**WHAT YOU HAVE TO DO:** Each line of the material below with the word "expect" is to be reported.

**PROVIDED ENTRIES:**

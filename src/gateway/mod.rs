//! Gateway 应用层
//!
//! HTTP 服务器和请求处理

mod handlers;
mod middleware;
mod state;

pub use state::AppState;

use anyhow::Result;
use axum::{
    extract::DefaultBodyLimit,
    http::{Method, StatusCode},
    middleware as axum_middleware,
    routing::{get, post},
    Router,
};
use std::net::SocketAddr;
use tokio::signal;
use tower::ServiceBuilder;
use tower_http::{
    cors::{Any, CorsLayer},
    timeout::TimeoutLayer,
    trace::TraceLayer,
};

use crate::config::Config;
use crate::grievance::GrievanceAnalyzer;
use crate::providers;

/// Base64 编码后的照片会超过 axum 默认的 2 MiB 限制
const MAX_BODY_BYTES: usize = 25 * 1024 * 1024;

pub async fn serve(config: Config) -> Result<()> {
    let model = providers::create_model(&config)?;
    let analyzer = GrievanceAnalyzer::new(model);
    if analyzer.is_demo_mode() {
        tracing::info!("Demo mode: every analysis returns the fallback report");
    }
    let state = AppState::new(analyzer);
    let app = build_router(state, &config);
    let addr: SocketAddr = format!("{}:{}", config.host, config.port).parse()?;
    tracing::info!("Starting server on http://{}", addr);

    let listener = tokio::net::TcpListener::bind(addr).await?;
    axum::serve(listener, app)
        .with_graceful_shutdown(shutdown_signal())
        .await?;

    tracing::info!("Server shutdown complete");
    Ok(())
}

fn build_router(state: AppState, config: &Config) -> Router {
    let cors = CorsLayer::new()
        .allow_origin(Any)
        .allow_methods([Method::GET, Method::POST, Method::OPTIONS])
        .allow_headers(Any);

    let public_routes = Router::new()
        .route("/health", get(handlers::handle_health))
        .route("/health_check", get(handlers::handle_health));
    let api_routes = Router::new()
        .route(
            "/analyze_grievance",
            post(handlers::handle_analyze_grievance),
        )
        .layer(DefaultBodyLimit::max(MAX_BODY_BYTES));

    Router::new()
        .merge(api_routes)
        .merge(public_routes)
        .layer(
            ServiceBuilder::new()
                .layer(axum_middleware::from_fn(middleware::request_logger))
                .layer(TraceLayer::new_for_http())
                .layer(cors)
                .layer(TimeoutLayer::with_status_code(
                    StatusCode::REQUEST_TIMEOUT,
                    config.request_timeout,
                )),
        )
        .with_state(state)
}

async fn shutdown_signal() {
    let ctrl_c = async {
        signal::ctrl_c()
            .await
            .expect("Failed to install Ctrl+C handler");
    };

    #[cfg(unix)]
    let terminate = async {
        signal::unix::signal(signal::unix::SignalKind::terminate())
            .expect("Failed to install signal handler")
            .recv()
            .await;
    };

    #[cfg(unix)]
    tokio::select! {
        _ = ctrl_c => {},
        _ = terminate => {},
    }

    #[cfg(not(unix))]
    tokio::select! {
        _ = ctrl_c => {},
    }

    tracing::info!("Shutdown signal received, starting graceful shutdown...");
}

**RESPONSE:**
            .expect("Failed to install Ctrl+C handler");
            .expect("Failed to install signal handler")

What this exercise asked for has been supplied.